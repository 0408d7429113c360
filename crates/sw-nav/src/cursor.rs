//! Road-mode traversal over an immutable [`RoadGraph`].
//!
//! A [`NavigationCursor`] is three values: the vertex the walker stands on,
//! the bearing they face, and an edge.  After a turn or a fresh start the
//! edge leaves the vertex (it is the road about to be taken); after an
//! advance it is the edge just arrived on, and the road onward is the same
//! way, the same street name, or whatever lies straight ahead.
//! [`NavigationCursor::heading_edge`] resolves both cases.
//!
//! Commands either succeed and update the cursor, or fail and leave it
//! exactly as it was.

use log::debug;
use rustc_hash::FxHashSet;

use sw_core::{angular_difference, normalize_bearing, EdgeId, GeoPoint, VertexId};
use sw_spatial::{is_collapsible, Edge, NetworkConfig, RoadGraph, SpatialError};

use crate::{NavError, NavResult};

/// Widest bend, either side of the facing, still taken as going straight on
/// at a real intersection.
pub const STRAIGHT_AHEAD_DEG: f64 = 45.0;

/// Rotation sense for [`NavigationCursor::turn`].
#[derive(Copy, Clone, Debug, PartialEq, Eq)]
#[cfg_attr(feature = "serde", derive(serde::Serialize, serde::Deserialize))]
pub enum TurnDirection {
    /// Next road clockwise from the current one: a right turn.
    Clockwise,
    /// Next road counter-clockwise: a left turn.
    Counterclockwise,
}

/// Result of walking from one real intersection to the next.
#[derive(Clone, Debug, PartialEq)]
pub struct Arrival {
    /// The real intersection reached.
    pub vertex: VertexId,
    /// Bearing of travel on the final survey hop into `vertex`.
    pub arrival_bearing_deg: f64,
    /// Total length of every edge traversed.
    pub distance_m: f64,
    /// The edge that ends at `vertex`.
    pub last_edge: EdgeId,
    /// Collapsible vertices passed through on the way, in order.
    pub skipped: Vec<VertexId>,
}

/// Outcome of [`NavigationCursor::advance`].
#[derive(Clone, Debug, PartialEq)]
pub struct Advance {
    pub arrival: Arrival,
    /// The intersection after `arrival`, continuing straight.  `None` when
    /// the road ends before another real intersection.
    pub upcoming: Option<Arrival>,
}

/// Road-mode position and facing.
#[derive(Copy, Clone, Debug, PartialEq)]
#[cfg_attr(feature = "serde", derive(serde::Serialize, serde::Deserialize))]
pub struct NavigationCursor {
    pub vertex: VertexId,
    /// Facing, in `[0, 360)`.
    pub bearing_deg: f64,
    pub last_edge: EdgeId,
}

impl NavigationCursor {
    /// Place a cursor on the real intersection nearest to `point`, facing
    /// the incident road whose departure bearing is closest to `facing_deg`.
    ///
    /// # Errors
    ///
    /// [`NavError::NoViableVertex`] if every vertex is collapsible.
    pub fn locate_start(
        graph:      &RoadGraph,
        config:     &NetworkConfig,
        point:      GeoPoint,
        facing_deg: f64,
    ) -> NavResult<Self> {
        let low_priority = &config.low_priority_highways;
        let vertex = graph
            .nearest_vertex_where(point, |v| !is_collapsible(graph, v, low_priority))
            .ok_or(NavError::NoViableVertex)?;

        // Non-collapsible implies at least one incident edge.
        let edge = closest_by_bearing(graph, graph.out_edges(vertex), facing_deg)
            .ok_or(NavError::NoViableVertex)?;

        debug!("start at {vertex} facing {:.0}°", edge.departure_deg);
        Ok(Self {
            vertex,
            bearing_deg: normalize_bearing(edge.departure_deg),
            last_edge: edge.id,
        })
    }

    /// The edge an advance would set off along, if any.
    ///
    /// After a turn or a fresh start this is `last_edge`.  After an advance
    /// it is the continuation of the arrival way, else a road carrying the
    /// same name, else the road within [`STRAIGHT_AHEAD_DEG`] of the
    /// facing.  `None` when the road ends here, as at the stem of a T.
    pub fn heading_edge(&self, graph: &RoadGraph) -> NavResult<Option<EdgeId>> {
        if !graph.contains(self.vertex) {
            return Err(SpatialError::UnknownVertex(self.vertex).into());
        }
        if self.departs(graph) {
            return Ok(Some(self.last_edge));
        }
        let arrived = self.arrived_on(graph);
        let back = arrived.map(|e| graph.reverse(e));
        let onward: Vec<EdgeId> = graph.out_edges(self.vertex).filter(|&e| Some(e) != back).collect();

        if let Some(arrived) = arrived {
            let way = graph.edge_way[arrived.index()];
            let same_way = onward.iter().copied().filter(|&e| graph.edge_way[e.index()] == way);
            if let Some(edge) = closest_by_bearing(graph, same_way, self.bearing_deg) {
                return Ok(Some(edge.id));
            }
            if let Some(name) = street_name(graph, arrived) {
                let same_name = onward.iter().copied().filter(|&e| street_name(graph, e) == Some(name));
                if let Some(edge) = closest_by_bearing(graph, same_name, self.bearing_deg) {
                    return Ok(Some(edge.id));
                }
            }
        }
        Ok(closest_by_bearing(graph, onward, self.bearing_deg)
            .filter(|e| angular_difference(self.bearing_deg, e.departure_deg).abs() <= STRAIGHT_AHEAD_DEG)
            .map(|e| e.id))
    }

    /// `last_edge` leaves the current vertex.
    fn departs(&self, graph: &RoadGraph) -> bool {
        self.last_edge.index() < graph.edge_count() && graph.edge_from[self.last_edge.index()] == self.vertex
    }

    /// `last_edge`, if it ends at the current vertex.
    fn arrived_on(&self, graph: &RoadGraph) -> Option<EdgeId> {
        (self.last_edge.index() < graph.edge_count() && graph.edge_to[self.last_edge.index()] == self.vertex)
            .then_some(self.last_edge)
    }

    /// Move to the next real intersection ahead and commit the arrival.
    ///
    /// Also looks one intersection further ahead without moving, so the
    /// caller can announce what comes next.
    ///
    /// # Errors
    ///
    /// [`NavError::DeadEnd`] if no road leads on, including a real
    /// intersection with nothing straight ahead; the cursor is unchanged.
    pub fn advance(&mut self, graph: &RoadGraph, config: &NetworkConfig) -> NavResult<Advance> {
        let edge = self
            .heading_edge(graph)?
            .ok_or(NavError::DeadEnd { vertex: self.vertex })?;
        let arrival = advance_to_next_real_intersection(graph, config, edge)?;

        self.vertex = arrival.vertex;
        self.bearing_deg = normalize_bearing(arrival.arrival_bearing_deg);
        self.last_edge = arrival.last_edge;

        let upcoming = match self.heading_edge(graph)? {
            Some(next) => advance_to_next_real_intersection(graph, config, next).ok(),
            None => None,
        };
        Ok(Advance { arrival, upcoming })
    }

    /// Rotate to the neighbouring road in `direction`.
    ///
    /// Candidate roads are the non-low-priority edges at the vertex, sorted
    /// by departure bearing.  After a turn or a fresh start the current road
    /// is `last_edge` and the result is its circular neighbour, so turning
    /// clockwise then counter-clockwise returns to the same road.
    ///
    /// After an advance the road just arrived on is dropped from the
    /// candidates unless it is the only one.  The current road is then the
    /// one straight ahead, if any; otherwise the result is the first
    /// candidate met sweeping from the facing in `direction`.
    ///
    /// # Errors
    ///
    /// - [`NavError::NotAtIntersection`] if the vertex is collapsible.
    /// - [`NavError::NoForwardEdge`] if no candidate road exists.
    pub fn turn(
        &mut self,
        graph:     &RoadGraph,
        config:    &NetworkConfig,
        direction: TurnDirection,
    ) -> NavResult<Edge> {
        if !graph.contains(self.vertex) {
            return Err(SpatialError::UnknownVertex(self.vertex).into());
        }
        if is_collapsible(graph, self.vertex, &config.low_priority_highways) {
            return Err(NavError::NotAtIntersection { vertex: self.vertex });
        }

        let mut options: Vec<(f64, EdgeId)> = graph
            .out_edges(self.vertex)
            .filter(|&e| {
                let way = graph.way(graph.edge_way[e.index()]);
                !config.is_low_priority(way.and_then(|w| w.highway()))
            })
            .map(|e| (normalize_bearing(graph.edge_departure_deg[e.index()]), e))
            .collect();
        if options.is_empty() {
            return Err(NavError::NoForwardEdge { vertex: self.vertex });
        }
        options.sort_by(|a, b| a.0.total_cmp(&b.0).then(a.1.cmp(&b.1)));

        let next = match options.iter().position(|&(_, e)| e == self.last_edge) {
            Some(current) => neighbour(current, options.len(), direction),
            None => {
                let back = self.arrived_on(graph).map(|e| graph.reverse(e));
                if options.len() > 1 {
                    options.retain(|&(_, e)| Some(e) != back);
                }
                self.sweep(&options, direction)
            }
        };

        let (bearing, edge) = options[next];
        self.bearing_deg = bearing;
        self.last_edge = edge;
        Ok(graph.edge(edge))
    }

    /// Index of the option reached turning from the facing when `last_edge`
    /// is not among `options`.  `options` is sorted and non-empty.
    fn sweep(&self, options: &[(f64, EdgeId)], direction: TurnDirection) -> usize {
        let facing = self.bearing_deg;
        let ahead = options
            .iter()
            .enumerate()
            .map(|(i, &(bearing, _))| (i, angular_difference(facing, bearing).abs()))
            .filter(|&(_, d)| d <= STRAIGHT_AHEAD_DEG)
            .min_by(|a, b| a.1.total_cmp(&b.1));
        if let Some((current, _)) = ahead {
            return neighbour(current, options.len(), direction);
        }

        let offset = |bearing: f64| match direction {
            TurnDirection::Clockwise        => normalize_bearing(bearing - facing),
            TurnDirection::Counterclockwise => normalize_bearing(facing - bearing),
        };
        options
            .iter()
            .enumerate()
            .min_by(|a, b| offset(a.1.0).total_cmp(&offset(b.1.0)))
            .map_or(0, |(i, _)| i)
    }
}

fn neighbour(current: usize, n: usize, direction: TurnDirection) -> usize {
    match direction {
        TurnDirection::Clockwise        => (current + 1) % n,
        TurnDirection::Counterclockwise => (current + n - 1) % n,
    }
}

/// The `name` tag of the way carrying `edge`.
fn street_name(graph: &RoadGraph, edge: EdgeId) -> Option<&str> {
    graph.way(graph.edge_way[edge.index()])?.tags.name.as_deref()
}

/// Follow `first` and keep going straight through collapsible vertices
/// until a real intersection is reached.
///
/// At each collapsible vertex the next edge is the one (other than the
/// reverse of the edge just travelled) whose departure bearing is closest
/// to the arrival bearing.  Does not touch any cursor.
///
/// # Errors
///
/// [`NavError::DeadEnd`] when a collapsible vertex has no way on, or when
/// continuing straight would re-enter an edge already travelled (a ring of
/// collapsible vertices).
pub fn advance_to_next_real_intersection(
    graph:  &RoadGraph,
    config: &NetworkConfig,
    first:  EdgeId,
) -> NavResult<Arrival> {
    let low_priority = &config.low_priority_highways;
    let mut edge = graph.edge(first);
    let mut distance_m = edge.length_m;
    let mut skipped = Vec::new();
    let mut travelled: FxHashSet<EdgeId> = FxHashSet::default();
    travelled.insert(first);

    loop {
        let here = edge.to;
        if !is_collapsible(graph, here, low_priority) {
            return Ok(Arrival {
                vertex: here,
                arrival_bearing_deg: edge.arrival_deg,
                distance_m,
                last_edge: edge.id,
                skipped,
            });
        }

        let back = graph.reverse(edge.id);
        let candidates = graph.out_edges(here).filter(|&e| e != back);
        let Some(next) = closest_by_bearing(graph, candidates, edge.arrival_deg) else {
            return Err(NavError::DeadEnd { vertex: here });
        };
        if !travelled.insert(next.id) {
            debug!("collapsible ring through {here}; stopping");
            return Err(NavError::DeadEnd { vertex: here });
        }

        debug!("passing {here} after {distance_m:.0} m");
        skipped.push(here);
        distance_m += next.length_m;
        edge = next;
    }
}

/// The edge whose departure bearing is nearest `bearing_deg`.  Ties go to
/// the earliest edge.
fn closest_by_bearing<I>(graph: &RoadGraph, edges: I, bearing_deg: f64) -> Option<Edge>
where
    I: IntoIterator<Item = EdgeId>,
{
    edges
        .into_iter()
        .map(|e| graph.edge(e))
        .min_by(|a, b| {
            let da = angular_difference(bearing_deg, a.departure_deg).abs();
            let db = angular_difference(bearing_deg, b.departure_deg).abs();
            da.total_cmp(&db)
        })
}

= WHAT IS REQUIRED =
What is needed is a verbatim copy of every line in the records above from the one containing "lies straight ahead." down to the one containing "#[derive(Copy, Clone, Debug, PartialEq, Eq)]", both included, and nothing more.

= OUTPUT FOR THIS EXERCISE =
//! way, the same street name, or whatever lies straight ahead.
//! [`NavigationCursor::heading_edge`] resolves both cases.
//!
//! Commands either succeed and update the cursor, or fail and leave it
//! exactly as it was.

use log::debug;
use rustc_hash::FxHashSet;

use sw_core::{angular_difference, normalize_bearing, EdgeId, GeoPoint, VertexId};
use sw_spatial::{is_collapsible, Edge, NetworkConfig, RoadGraph, SpatialError};

use crate::{NavError, NavResult};

/// Widest bend, either side of the facing, still taken as going straight on
/// at a real intersection.
pub const STRAIGHT_AHEAD_DEG: f64 = 45.0;

/// Rotation sense for [`NavigationCursor::turn`].
#[derive(Copy, Clone, Debug, PartialEq, Eq)]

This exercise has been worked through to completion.